It’s been a while now since my last update on our makeover, so I thought I’d bring you up to speed. We’ve been looking at kitchens the last couple of weeks, and even attended a large DIY fair in Lillestrøm a late Friday evening, but we’ve managed to narrow it down to a few re-sellers. What I have learned from this is that even the cheapest DIY shops sells the exact same kitchen models as some of the market leaders in the business, high brow at that. Luckily, since I got shotgun on the study/guest room I thought it only appropriate that Lady C gets to decide on how the kitchen’s supposed to look. That and the fact that I can’t tell one kitchen from another unless one is black and the other is white. And there are so many accessories!
We haven’t shared any plans with you yet, so I thought it would be nice to give you the general overview of this 100 square meter apartment which is nicely situated on the far right end of a 1920 building. The neighbourhood is protected by law, since most of the buildings range from 1910-1930s, with large squares in the back and wide cobblestone streets in between. We’re going for something of a 1890s look however, meaning tall ceilings, open white spaces and nice decor, which is what we both want in an apartment. Shamelessly, I should add, because the neighbours upstairs did a futuristic non-ending white surface theme when they remade their own apartment. It’s like a goddamn gallery up there. But I find it nice that people can live like they want to and not have to worry about what the other neighbours did. Here are some drawings based on copies of the original plans:
In this first image you can see how the the original plans intended two apartments in each sector of the building (three sectors totally over three floors). We bought the one to the right.

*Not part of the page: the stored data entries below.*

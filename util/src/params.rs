//! Generic parameters functions

// ---------------------------------------------------------------------------
// IMPORTS
// ---------------------------------------------------------------------------

use serde::de::DeserializeOwned;
use std::fs::read_to_string;
use thiserror::Error;
use toml;

// ---------------------------------------------------------------------------
// ENUMERATIONS
// ---------------------------------------------------------------------------

/// An error that occurs during loading of a parameter file.
#[derive(Debug, Error)]
pub enum LoadError {
    #[error("The software root environment variable (REPEAT_SW_ROOT) is not set")]
    SwRootNotSet,

    #[error("Cannot load the parameter file: {0}")]
    FileLoadError(std::io::Error),

    #[error("Cannot read the parameter file: {0}")]
    DeserialiseError(toml::de::Error),
}

// ---------------------------------------------------------------------------
// PUBLIC FUNCTIONS
// ---------------------------------------------------------------------------

/// Load a parameter file.
///
/// The file path is relative to the `<REPEAT_SW_ROOT>/params` directory.
pub fn load<P>(param_file_path: &str) -> Result<P, LoadError>
where
    P: DeserializeOwned,
{
    // Get the params dir
    let mut path = crate::host::get_repeat_sw_root().map_err(|_| LoadError::SwRootNotSet)?;
    path.push("params");
    path.push(param_file_path);

    // Load the file into a string
    let params_str = match read_to_string(path) {
        Ok(s) => s,
        Err(e) => return Err(LoadError::FileLoadError(e)),
    };

    // Parse the string into the parameter struct
    match toml::from_str(params_str.as_str()) {
        Ok(p) => Ok(p),
        Err(e) => Err(LoadError::DeserialiseError(e)),
    }
}

#[cfg(test)]
mod test {
    use super::*;
    use serde::Deserialize;

    #[derive(Deserialize)]
    struct TestParams {
        gain: f64,
        name: String,
    }

    #[test]
    fn test_load() {
        // Point the root at a temporary directory containing a params dir
        let root = std::env::temp_dir().join(format!("util_params_test_{}", std::process::id()));
        let params_dir = root.join("params");
        std::fs::create_dir_all(&params_dir).unwrap();
        std::fs::write(
            params_dir.join("test_params.toml"),
            "gain = 0.5\nname = \"test\"\n",
        )
        .unwrap();

        std::env::set_var(crate::host::SW_ROOT_ENV_VAR, &root);

        let params: TestParams = load("test_params.toml").unwrap();
        assert_eq!(params.gain, 0.5);
        assert_eq!(params.name, "test");

        assert!(load::<TestParams>("no_such_file.toml").is_err());
    }
}
//! # Reference image sources
//!
//! The localiser fetches reference frames through the [`ImageSource`]
//! capability rather than reading files directly. Production uses
//! [`FsImageSource`] over the teach dataset directory; tests and benchmarks
//! use [`MemoryImageSource`]. A caching or prefetching source can be slotted
//! in here without touching the matching logic.

// ---------------------------------------------------------------------------
// IMPORTS
// ---------------------------------------------------------------------------

use image::GrayImage;
use std::collections::HashMap;
use std::path::PathBuf;

// ---------------------------------------------------------------------------
// ENUMERATIONS
// ---------------------------------------------------------------------------

/// Errors associated with fetching reference images.
#[derive(Debug, thiserror::Error)]
pub enum ImageSourceError {
    #[error("Cannot load reference frame {0}: {1}")]
    LoadError(usize, image::ImageError),

    #[error("No reference frame with id {0}")]
    UnknownFrame(usize),
}

// ---------------------------------------------------------------------------
// TRAITS
// ---------------------------------------------------------------------------

/// A source of comparison-resolution reference images, addressed by teach
/// frame id.
pub trait ImageSource {
    /// Fetch the reference image for the given teach frame.
    fn fetch(&self, frame_id: usize) -> Result<GrayImage, ImageSourceError>;
}

// ---------------------------------------------------------------------------
// DATA STRUCTURES
// ---------------------------------------------------------------------------

/// An image source reading reference frames from the teach dataset
/// directory.
pub struct FsImageSource {
    root: PathBuf,
}

/// An in-memory image source, used by unit tests and benchmarks.
#[derive(Default)]
pub struct MemoryImageSource {
    frames: HashMap<usize, GrayImage>,
}

// ---------------------------------------------------------------------------
// PUBLIC FUNCTIONS
// ---------------------------------------------------------------------------

/// The on-disk file name of the frame with the given id.
pub fn frame_file_name(frame_id: usize) -> String {
    format!("frame_{:06}.png", frame_id)
}

// ---------------------------------------------------------------------------
// IMPLEMENTATIONS
// ---------------------------------------------------------------------------

impl FsImageSource {
    /// Create a source over the given directory of `frame_%06d.png` files.
    pub fn new<P: Into<PathBuf>>(root: P) -> Self {
        Self { root: root.into() }
    }
}

impl ImageSource for FsImageSource {
    fn fetch(&self, frame_id: usize) -> Result<GrayImage, ImageSourceError> {
        let path = self.root.join(frame_file_name(frame_id));

        image::open(path)
            .map(|img| img.to_luma8())
            .map_err(|e| ImageSourceError::LoadError(frame_id, e))
    }
}

impl MemoryImageSource {
    /// Create an empty source.
    pub fn new() -> Self {
        Self::default()
    }

    /// Register a reference image under the given frame id.
    pub fn insert(&mut self, frame_id: usize, image: GrayImage) {
        self.frames.insert(frame_id, image);
    }
}

impl ImageSource for MemoryImageSource {
    fn fetch(&self, frame_id: usize) -> Result<GrayImage, ImageSourceError> {
        self.frames
            .get(&frame_id)
            .cloned()
            .ok_or(ImageSourceError::UnknownFrame(frame_id))
    }
}
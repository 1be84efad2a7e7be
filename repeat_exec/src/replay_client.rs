//! # Replay client
//!
//! The executable's input boundary. A replay run is a recorded live
//! traversal stored on disk: a `dataset.txt` holding one absolute odometry
//! pose per camera frame, alongside the frames themselves as
//! `frame_%06d.png`. The client walks the recording and yields an
//! interleaved stream of odometry and image events, so the main loop sees
//! the same asynchronous boundary it would against live transport: poses
//! and images arrive as separate events, and images are decoded (and can
//! fail to decode) downstream of this client.
//!
//! The replay dataset format is a header line followed by rows of
//! `frame_id, pose_x(m), pose_y(m), pose_yaw(rad)`.

// ---------------------------------------------------------------------------
// IMPORTS
// ---------------------------------------------------------------------------

// External
use csv::{ReaderBuilder, Trim};
use std::collections::VecDeque;
use std::fs::File;
use std::io::Read;
use std::path::{Path, PathBuf};

// Internal
use crate::loc::Pose2;
use crate::localiser::image_source::frame_file_name;

// ---------------------------------------------------------------------------
// DATA STRUCTURES
// ---------------------------------------------------------------------------

/// A client replaying a recorded live run.
pub struct ReplayClient {
    events: VecDeque<ReplayEvent>,
}

// ---------------------------------------------------------------------------
// ENUMERATIONS
// ---------------------------------------------------------------------------

/// One input event from the replayed run.
#[derive(Debug, Clone)]
pub enum ReplayEvent {
    /// An absolute odometry pose update.
    Odom(Pose2),

    /// An undecoded camera frame.
    Image(PathBuf),
}

/// Errors associated with opening a replay run.
#[derive(Debug, thiserror::Error)]
pub enum ReplayClientError {
    #[error("Cannot open the replay dataset: {0}")]
    OpenError(std::io::Error),

    #[error("Replay dataset row {0} is malformed: {1}")]
    RowError(usize, csv::Error),
}

// ---------------------------------------------------------------------------
// IMPLEMENTATIONS
// ---------------------------------------------------------------------------

/// One replay row: frame id, absolute pose (x, y, yaw). The frame id field
/// is parsed but ignored, image files are addressed by row order.
type ReplayRow = (f64, f64, f64, f64);

impl ReplayClient {
    /// Open the replay run in the given directory.
    pub fn new<P: AsRef<Path>>(dir: P) -> Result<Self, ReplayClientError> {
        let dir = dir.as_ref();
        let file = File::open(dir.join("dataset.txt")).map_err(ReplayClientError::OpenError)?;

        Self::from_reader(file, dir)
    }

    /// Build a client from any reader of replay rows, with images addressed
    /// relative to `image_dir`.
    pub fn from_reader<R: Read>(
        reader: R,
        image_dir: &Path,
    ) -> Result<Self, ReplayClientError> {
        let mut csv_reader = ReaderBuilder::new()
            .has_headers(true)
            .trim(Trim::All)
            .from_reader(reader);

        let mut events = VecDeque::new();

        for (row, record) in csv_reader.deserialize::<ReplayRow>().enumerate() {
            let (_, x_m, y_m, yaw_rad) =
                record.map_err(|e| ReplayClientError::RowError(row, e))?;

            // The pose precedes its frame, mirroring an odometry topic that
            // publishes ahead of the camera
            events.push_back(ReplayEvent::Odom(Pose2::new(x_m, y_m, yaw_rad)));
            events.push_back(ReplayEvent::Image(image_dir.join(frame_file_name(row))));
        }

        Ok(Self { events })
    }

    /// The number of events remaining.
    pub fn remaining(&self) -> usize {
        self.events.len()
    }

    /// Take the next input event, or `None` once the recording is
    /// exhausted.
    pub fn next_event(&mut self) -> Option<ReplayEvent> {
        self.events.pop_front()
    }
}
//! # Localiser module
//!
//! The localiser finds the teach frame that best matches the current camera
//! view. It does not search the whole teach sequence: the vehicle is assumed
//! to advance monotonically along the path, so only a bounded window of
//! candidates around the previously matched frame (the cursor) is scanned.
//! Each candidate is scored by normalised cross-correlation between its
//! reference image and a centred patch of the live image, and the best
//! score wins. No minimum-score rejection is applied: the temporal window
//! is treated as a sufficient prior, so even a low-confidence match is
//! returned.

// ---------------------------------------------------------------------------
// MODULES
// ---------------------------------------------------------------------------

pub mod image_source;
pub mod matching;
mod params;

// ---------------------------------------------------------------------------
// IMPORTS
// ---------------------------------------------------------------------------

// External
use image::{imageops, DynamicImage, GrayImage};
use log::{debug, trace};
use serde::Serialize;

// Internal
pub use image_source::{FsImageSource, ImageSource, ImageSourceError, MemoryImageSource};
pub use params::Params;

use crate::path_store::PathStore;
use crate::transform::Se2;

// ---------------------------------------------------------------------------
// DATA STRUCTURES
// ---------------------------------------------------------------------------

/// Localiser state.
///
/// The cursor is the only state that persists between frames. It is owned
/// here rather than living in some global so that the localiser can be
/// constructed and driven entirely from tests.
pub struct Localiser {
    params: Params,

    /// Id of the most recently matched teach frame.
    cursor: usize,

    /// Size of the centred live patch, derived from the comparison size and
    /// patch portion at init.
    ///
    /// Units: pixels, as [width, height]
    patch_size_px: [u32; 2],
}

/// The result of localising one live frame.
#[derive(Debug, Clone, Copy, Serialize)]
pub struct Match {
    /// Id of the best matching teach frame.
    pub teach_frame_id: usize,

    /// Column of the best patch placement (top-left corner) in
    /// comparison-image pixel coordinates.
    pub x_px: u32,

    /// Row of the best patch placement (top-left corner) in
    /// comparison-image pixel coordinates.
    pub y_px: u32,

    /// The winning normalised cross-correlation score.
    pub score: f64,
}

// ---------------------------------------------------------------------------
// ENUMERATIONS
// ---------------------------------------------------------------------------

/// Possible errors that can occur during Localiser operation.
#[derive(Debug, thiserror::Error)]
pub enum LocaliserError {
    #[error("Could not load parameters: {0}")]
    ParamLoadError(util::params::LoadError),

    #[error("Invalid patch portion {0}, expected a value in (0, 1]")]
    InvalidPatchPortion(f64),

    #[error("Invalid comparison size {0}x{1} px")]
    InvalidComparisonSize(u32, u32),

    #[error(
        "Reference frame {id} is {ref_w}x{ref_h} px, too small for the \
         {patch_w}x{patch_h} px comparison patch"
    )]
    ReferenceTooSmall {
        id: usize,
        ref_w: u32,
        ref_h: u32,
        patch_w: u32,
        patch_h: u32,
    },

    #[error(transparent)]
    ImageSourceError(#[from] ImageSourceError),

    #[error(transparent)]
    MatchError(#[from] matching::MatchError),

    #[error("The candidate window contained no frames")]
    EmptyWindow,
}

// ---------------------------------------------------------------------------
// IMPLEMENTATIONS
// ---------------------------------------------------------------------------

impl Localiser {
    /// Initialise the Localiser module.
    ///
    /// Expected init data is a path to the parameter file.
    pub fn init(params_path: &str) -> Result<Self, LocaliserError> {
        let params = match util::params::load(params_path) {
            Ok(p) => p,
            Err(e) => return Err(LocaliserError::ParamLoadError(e)),
        };

        Self::from_params(params)
    }

    /// Build a Localiser from already-loaded parameters, validating the
    /// configured geometry.
    pub fn from_params(params: Params) -> Result<Self, LocaliserError> {
        let [comp_w, comp_h] = params.comparison_size_px;

        if comp_w < 1 || comp_h < 1 {
            return Err(LocaliserError::InvalidComparisonSize(comp_w, comp_h));
        }

        if params.patch_portion <= 0.0 || params.patch_portion > 1.0 {
            return Err(LocaliserError::InvalidPatchPortion(params.patch_portion));
        }

        // The patch covers the configured fraction of the comparison
        // resolution on both axes, and is never smaller than one pixel.
        let patch_size_px = [
            ((comp_w as f64 * params.patch_portion).round() as u32).max(1),
            ((comp_h as f64 * params.patch_portion).round() as u32).max(1),
        ];

        Ok(Self {
            params,
            cursor: 0,
            patch_size_px,
        })
    }

    /// Check that reference frame 0 is large enough for the configured
    /// patch.
    ///
    /// Undersized references are a configuration error and must be caught
    /// at startup, not in the middle of a run.
    pub fn probe_reference(&self, source: &dyn ImageSource) -> Result<(), LocaliserError> {
        let reference = source.fetch(0)?;
        let (ref_w, ref_h) = reference.dimensions();
        let [patch_w, patch_h] = self.patch_size_px;

        if ref_w < patch_w || ref_h < patch_h {
            return Err(LocaliserError::ReferenceTooSmall {
                id: 0,
                ref_w,
                ref_h,
                patch_w,
                patch_h,
            });
        }

        Ok(())
    }

    /// Id of the most recently matched teach frame.
    pub fn cursor(&self) -> usize {
        self.cursor
    }

    /// Size of the centred live patch.
    ///
    /// Units: pixels, as [width, height]
    pub fn patch_size_px(&self) -> [u32; 2] {
        self.patch_size_px
    }

    /// The comparison resolution.
    ///
    /// Units: pixels, as [width, height]
    pub fn comparison_size_px(&self) -> [u32; 2] {
        self.params.comparison_size_px
    }

    /// Localise the live frame against the teach sequence.
    ///
    /// Scans the candidate window around the cursor in ascending id order,
    /// keeping the strictly-best correlation score so that ties fall to the
    /// lowest id. On success the cursor is moved to the winning frame.
    ///
    /// The live relative-odometry transform is accepted but not consumed by
    /// the baseline matcher; it is an input reserved for odometry-aided
    /// matching.
    pub fn localise(
        &mut self,
        live: &DynamicImage,
        rel_odom: Option<&Se2>,
        store: &PathStore,
        source: &dyn ImageSource,
    ) -> Result<Match, LocaliserError> {
        if rel_odom.is_none() {
            trace!("No relative odometry available for this frame");
        }

        // Preprocess: single channel intensity at the comparison
        // resolution, then the centred patch
        let [comp_w, comp_h] = self.params.comparison_size_px;
        let grey = live.to_luma8();
        let resized = imageops::resize(&grey, comp_w, comp_h, imageops::FilterType::Triangle);
        let patch_image = crop_centre(&resized, self.patch_size_px);
        let patch = matching::image_to_array(&patch_image);

        // Scan the candidate window in ascending id order
        let window = store.window(self.cursor, self.params.frame_search_half_width);

        let mut best: Option<Match> = None;

        for id in window {
            let reference = matching::image_to_array(&source.fetch(id)?);
            let surface = matching::match_template(&reference, &patch)?;
            let (x, y, score) = matching::max_location(&surface)?;

            trace!("Candidate frame {} scored {:.4}", id, score);

            // Replace the running best only on a strictly greater score
            let better = match best {
                Some(ref b) => score > b.score,
                None => true,
            };

            if better {
                best = Some(Match {
                    teach_frame_id: id,
                    x_px: x as u32,
                    y_px: y as u32,
                    score,
                });
            }
        }

        let winner = best.ok_or(LocaliserError::EmptyWindow)?;

        debug!(
            "Matched teach frame {} at ({}, {}) with score {:.4}",
            winner.teach_frame_id, winner.x_px, winner.y_px, winner.score
        );

        self.cursor = winner.teach_frame_id;

        Ok(winner)
    }
}

// ---------------------------------------------------------------------------
// PRIVATE FUNCTIONS
// ---------------------------------------------------------------------------

/// Crop the centred patch of the given size out of an image.
fn crop_centre(image: &GrayImage, patch_size_px: [u32; 2]) -> GrayImage {
    let (width, height) = image.dimensions();
    let [patch_w, patch_h] = patch_size_px;

    let x0 = (width - patch_w) / 2;
    let y0 = (height - patch_h) / 2;

    imageops::crop_imm(image, x0, y0, patch_w, patch_h).to_image()
}

#[cfg(test)]
mod test {
    use super::*;
    use crate::path_store::PathStore;

    const TEST_COMPARISON_SIZE: [u32; 2] = [16, 12];

    fn test_params() -> Params {
        Params {
            comparison_size_px: TEST_COMPARISON_SIZE,
            patch_portion: 0.5,
            frame_search_half_width: 1,
        }
    }

    /// A store with one teach frame per reference image.
    fn test_store(num_frames: usize) -> PathStore {
        let mut data = String::from(
            "Frame_ID, relative_odom_x(m), relative_odom_y(m), relative_odom_yaw(rad), \
             relative_pose_x(m), relative_pose_y(m), relative_pose_yaw(rad)",
        );
        for i in 0..num_frames {
            data.push_str(&format!("\n{}, 1.0, 0.0, 0.0, {}.0, 0.0, 0.0", i, i));
        }

        PathStore::from_reader(data.as_bytes()).unwrap()
    }

    /// A reference image with a noise pattern unique to the given seed.
    ///
    /// Hash-derived noise keeps cross-correlation between different seeds
    /// near zero, unlike smooth gradients which correlate strongly.
    fn patterned_image(seed: u32) -> GrayImage {
        GrayImage::from_fn(TEST_COMPARISON_SIZE[0], TEST_COMPARISON_SIZE[1], |x, y| {
            let v = (x + 1)
                .wrapping_mul(73_856_093)
                ^ (y + 1).wrapping_mul(19_349_663)
                ^ (seed + 1).wrapping_mul(83_492_791);
            image::Luma([(v >> 8) as u8])
        })
    }

    #[test]
    fn test_patch_size_from_portion() {
        let localiser = Localiser::from_params(test_params()).unwrap();

        assert_eq!(localiser.patch_size_px(), [8, 6]);
    }

    #[test]
    fn test_invalid_patch_portion_rejected() {
        let mut params = test_params();
        params.patch_portion = 0.0;
        assert!(matches!(
            Localiser::from_params(params),
            Err(LocaliserError::InvalidPatchPortion(_))
        ));

        let mut params = test_params();
        params.patch_portion = 1.5;
        assert!(matches!(
            Localiser::from_params(params),
            Err(LocaliserError::InvalidPatchPortion(_))
        ));
    }

    #[test]
    fn test_probe_rejects_undersized_reference() {
        let localiser = Localiser::from_params(test_params()).unwrap();

        let mut source = MemoryImageSource::new();
        source.insert(0, GrayImage::from_pixel(4, 3, image::Luma([0u8])));

        assert!(matches!(
            localiser.probe_reference(&source),
            Err(LocaliserError::ReferenceTooSmall { .. })
        ));
    }

    #[test]
    fn test_best_match_selected_and_cursor_updated() {
        let mut localiser = Localiser::from_params(test_params()).unwrap();
        let store = test_store(3);

        let mut source = MemoryImageSource::new();
        for id in 0..3 {
            source.insert(id, patterned_image(id as u32));
        }

        // The live view is exactly reference frame 1
        let live = DynamicImage::ImageLuma8(patterned_image(1));

        let m = localiser
            .localise(&live, None, &store, &source)
            .unwrap();

        assert_eq!(m.teach_frame_id, 1);
        assert_eq!(localiser.cursor(), 1);
        assert!(m.score > 0.99, "score was {}", m.score);

        // With the cursor advanced the same frame still wins from the
        // wider window {0, 1, 2}
        let m = localiser
            .localise(&live, None, &store, &source)
            .unwrap();

        assert_eq!(m.teach_frame_id, 1);
    }

    #[test]
    fn test_equal_scores_prefer_lower_id() {
        let mut localiser = Localiser::from_params(test_params()).unwrap();
        let store = test_store(2);

        // Identical reference images produce exactly equal scores
        let mut source = MemoryImageSource::new();
        source.insert(0, patterned_image(7));
        source.insert(1, patterned_image(7));

        let live = DynamicImage::ImageLuma8(patterned_image(7));

        let m = localiser
            .localise(&live, None, &store, &source)
            .unwrap();

        assert_eq!(m.teach_frame_id, 0);
        assert_eq!(localiser.cursor(), 0);
    }

    #[test]
    fn test_window_of_one_still_matches() {
        let mut params = test_params();
        params.frame_search_half_width = 0;
        let mut localiser = Localiser::from_params(params).unwrap();
        let store = test_store(1);

        let mut source = MemoryImageSource::new();
        source.insert(0, patterned_image(3));

        // A live view that looks nothing like the reference still matches,
        // there is no minimum-score rejection
        let live = DynamicImage::ImageLuma8(patterned_image(11));

        let m = localiser
            .localise(&live, None, &store, &source)
            .unwrap();

        assert_eq!(m.teach_frame_id, 0);
    }

    #[test]
    fn test_missing_reference_is_an_error() {
        let mut localiser = Localiser::from_params(test_params()).unwrap();
        let store = test_store(2);

        let mut source = MemoryImageSource::new();
        source.insert(0, patterned_image(0));
        // Frame 1 deliberately missing

        let live = DynamicImage::ImageLuma8(patterned_image(0));

        assert!(matches!(
            localiser.localise(&live, None, &store, &source),
            Err(LocaliserError::ImageSourceError(
                ImageSourceError::UnknownFrame(1)
            ))
        ));
    }
}
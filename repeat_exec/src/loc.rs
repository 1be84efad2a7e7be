//! # Localisation types
//!
//! The live vehicle pose as delivered by the odometry source. The control
//! model assumes planar motion, so a pose is a 2D position plus a heading.

// ---------------------------------------------------------------------------
// IMPORTS
// ---------------------------------------------------------------------------

// External
use nalgebra::Vector2;

// Internal
use crate::transform::Se2;

// ---------------------------------------------------------------------------
// DATA STRUCTURES
// ---------------------------------------------------------------------------

/// An absolute 2D pose of the vehicle in the odometry frame.
#[derive(Debug, Copy, Clone, Default)]
pub struct Pose2 {
    /// The position in the odometry frame.
    ///
    /// Units: meters
    pub position_m: Vector2<f64>,

    /// The heading, measured anticlockwise from the odometry frame x axis.
    ///
    /// Units: radians
    pub yaw_rad: f64,
}

// ---------------------------------------------------------------------------
// IMPLEMENTATIONS
// ---------------------------------------------------------------------------

impl Pose2 {
    /// Build a pose from its components.
    pub fn new(x_m: f64, y_m: f64, yaw_rad: f64) -> Self {
        Self {
            position_m: Vector2::new(x_m, y_m),
            yaw_rad,
        }
    }

    /// The pose expressed as a transform from the odometry frame origin.
    pub fn to_se2(&self) -> Se2 {
        Se2::new(self.position_m[0], self.position_m[1], self.yaw_rad)
    }

    /// The transform of this pose expressed in the frame of `reference`.
    ///
    /// Used to derive the live relative-odometry and relative-pose
    /// transforms from consecutive absolute odometry samples.
    pub fn relative_to(&self, reference: &Pose2) -> Se2 {
        reference.to_se2().inverse().compose(&self.to_se2())
    }
}
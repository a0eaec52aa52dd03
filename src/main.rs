use clap::Parser;
use std::process::ExitCode;

use cron_describe::describe;

/// Describe a cron schedule expression in plain English.
#[derive(Parser)]
#[command(name = "cron_describe", version, about)]
struct Cli {
    /// A quoted cron expression: five schedule fields followed by a
    /// command, e.g. "30 2 1 1 0 backup.sh".
    expression: String,
}

fn main() -> ExitCode {
    tracing_subscriber::fmt()
        .with_env_filter(
            tracing_subscriber::EnvFilter::try_from_default_env()
                .unwrap_or_else(|_| tracing_subscriber::EnvFilter::new("warn")),
        )
        .with_target(false)
        .with_writer(std::io::stderr)
        .init();

    let cli = match Cli::try_parse() {
        Ok(cli) => cli,
        Err(err) => {
            // Usage and argument errors exit 1; --help and --version are
            // not failures.
            let _ = err.print();
            return if err.use_stderr() {
                ExitCode::FAILURE
            } else {
                ExitCode::SUCCESS
            };
        }
    };

    match describe(&cli.expression) {
        Ok(sentence) => {
            println!("{sentence}");
            ExitCode::SUCCESS
        }
        Err(err) => {
            eprintln!("{err}");
            ExitCode::FAILURE
        }
    }
}
//! Read-only view of a game for renderers.
//!
//! A snapshot is a plain `Copy` value; producing one never allocates, so a
//! frontend can refresh it every frame with [`GameState::snapshot_into`].
//!
//! [`GameState::snapshot_into`]: crate::GameState::snapshot_into

use serde::Serialize;

use crate::piece::Piece;
use crate::shape::Shape;
use crate::types::{Cell, LockEvent, PieceKind, Rgb, BOARD_HEIGHT, BOARD_WIDTH, NEXT_QUEUE_LEN};

#[derive(Debug, Clone, Copy, PartialEq, Eq, Hash, Serialize)]
pub struct PieceSnapshot {
    pub kind: PieceKind,
    pub shape: Shape,
    pub x: i8,
    pub y: i8,
    pub color: Rgb,
}

impl PieceSnapshot {
    /// Absolute board coordinates of every occupied cell.
    pub fn cells(&self) -> impl Iterator<Item = (i8, i8)> + '_ {
        self.shape
            .cells()
            .map(move |(dx, dy)| (self.x + dx, self.y + dy))
    }
}

impl From<Piece> for PieceSnapshot {
    fn from(value: Piece) -> Self {
        Self {
            kind: value.kind,
            shape: value.shape,
            x: value.x,
            y: value.y,
            color: value.color(),
        }
    }
}

#[derive(Debug, Clone, Copy, PartialEq, Eq, Hash, Default, Serialize)]
pub struct TimersSnapshot {
    pub gravity_ms: u32,
    /// `None` while the piece is airborne.
    pub lock_remaining_ms: Option<u32>,
    pub lock_moves_used: u8,
}

#[derive(Debug, Clone, Copy, PartialEq, Eq, Serialize)]
pub struct GameSnapshot {
    pub board: [[Cell; BOARD_WIDTH as usize]; BOARD_HEIGHT as usize],
    pub active: Option<PieceSnapshot>,
    pub ghost: Option<PieceSnapshot>,
    pub next_queue: [PieceKind; NEXT_QUEUE_LEN],
    pub hold: Option<PieceKind>,
    pub can_hold: bool,
    pub score: u32,
    pub lines: u32,
    pub level: u32,
    pub combo: u32,
    pub back_to_back: bool,
    pub elapsed_ms: u64,
    pub paused: bool,
    pub game_over: bool,
    pub timers: TimersSnapshot,
    pub last_event: Option<LockEvent>,
}

impl GameSnapshot {
    /// Reset to the state of a fresh, unstarted game.
    pub fn clear(&mut self) {
        *self = Self::default();
    }

    pub fn playable(&self) -> bool {
        !self.game_over && !self.paused
    }

    /// Cheap fingerprint of the visible state, for render throttling.
    pub fn fingerprint(&self) -> u64 {
        use std::hash::{Hash, Hasher};
        let mut h = std::collections::hash_map::DefaultHasher::new();
        self.board.hash(&mut h);
        self.active.hash(&mut h);
        self.ghost.hash(&mut h);
        self.next_queue.hash(&mut h);
        (self.hold, self.can_hold).hash(&mut h);
        (self.score, self.lines, self.level, self.combo, self.back_to_back).hash(&mut h);
        (self.paused, self.game_over).hash(&mut h);
        // The clock display only changes once per second.
        (self.elapsed_ms / 1000).hash(&mut h);
        h.finish()
    }
}

impl Default for GameSnapshot {
    fn default() -> Self {
        Self {
            board: [[None; BOARD_WIDTH as usize]; BOARD_HEIGHT as usize],
            active: None,
            ghost: None,
            next_queue: [PieceKind::I; NEXT_QUEUE_LEN],
            hold: None,
            can_hold: true,
            score: 0,
            lines: 0,
            level: 1,
            combo: 0,
            back_to_back: false,
            elapsed_ms: 0,
            paused: false,
            game_over: false,
            timers: TimersSnapshot::default(),
            last_event: None,
        }
    }
}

In the early years of the building the owner of our flat, could even be the first owner for what we know, bought one of two living rooms from the neighbour and took down the light wall between the two original rooms making it one if not the biggest apartment in the building!
This last one shows some of the changes we’ve made and the intended use of each room. The pantry was torn down completely in the 70s to make the kitchen bigger, and all that’s left of it is a small closet with access from the hallway. We’ve widened the door to our study (the extra living room) where we’re gonna put double doors with glass windows. The kitchen is not going to have a door at all, we’ve closed up the 2nd entrance into the living room next to the chimney and moved the bathroom walls about 10 centimeters to the left. There’s gonna be a fireplace in the living room, iron oven in the study and a fireplace in the kitchen, making firewood our main source of heat. The fireplaces are a lot more energy efficient these days, even burning up the gas emitted through the process, meaning we will have a neutral impact on the environment.
We made a bargain on the kitchen fireplace, picture and specs here, which has been showcased in the store for about a year and saved almost 15k on the deal. No one will ever know it’s used goods, except you internet people.
A couple of Sundays ago we started to plaster the walls, putting up one entire bedroom wall in less than three hours. It’s fun when you actually start building things again, instead of just tearing down, and this Tuesday we put up 50% of the new ceiling in the study and another wall. It’s hard to make people understand how much work that has to be done in order to get where we are now, because all the stuff we have removed (that’s 6 tons, baby) and transported away is naturally out of sight and out of mind! This is why I dread the thought of taking down the kitchen and driving away all that garbage, fake brick walls etc etc.. On the other hand it’s so reassuring to see how nice and level the new walls are. Gotta say I love the sight of ninety degree angles in the morning!
Comparison of old and new. The old walls looked cool after we steamed the old wallpaper off, but they are really uneven and crumble easily, meaning that while they are not dangerous to be around in terms of falling down on you they probably pose a serious health hazard if you’ve got bad lungs or asthma.
We’re taking it step by step and realize that our initial plans, which included moving in the 15th of August were overly optimistic. When people ask today we just say ‘Sometime before Christmas’ and look the other way. Here’s what happened to the bathroom:
The bathroom as we bought it
What’s going on with the bathroom? Nothing! What happened? The Swine Flu, apparently. But I can’t go into details about that now. At the moment we’re just happy that we have a toilet we can use whenever we are working on the flat. The plan today is to finish the bedroom and the bathroom, move in, and finish while we begin to live there. Good thing the fireplace in the living room is due this Monday.
Like I said we are taking it step by step, and that is because we both work, and in addition I study at the University every Friday. I’ve managed to get Tuesdays and Fridays off work, and while three-four hours Fridays are lost to studying we try to do as much as possible those two days of the week. Then there are the weekends when we just have to get something done, be it building or transporting, depending on how much and when Lady C is working. Nurses have to work at the most terrible hours I tell you, and get very little in return. But when this flat is finished it’s gonna be the greatest place ever to spend your time, and right now I’m really excited about how things are going. A thought well worth keeping in mind. More to come later!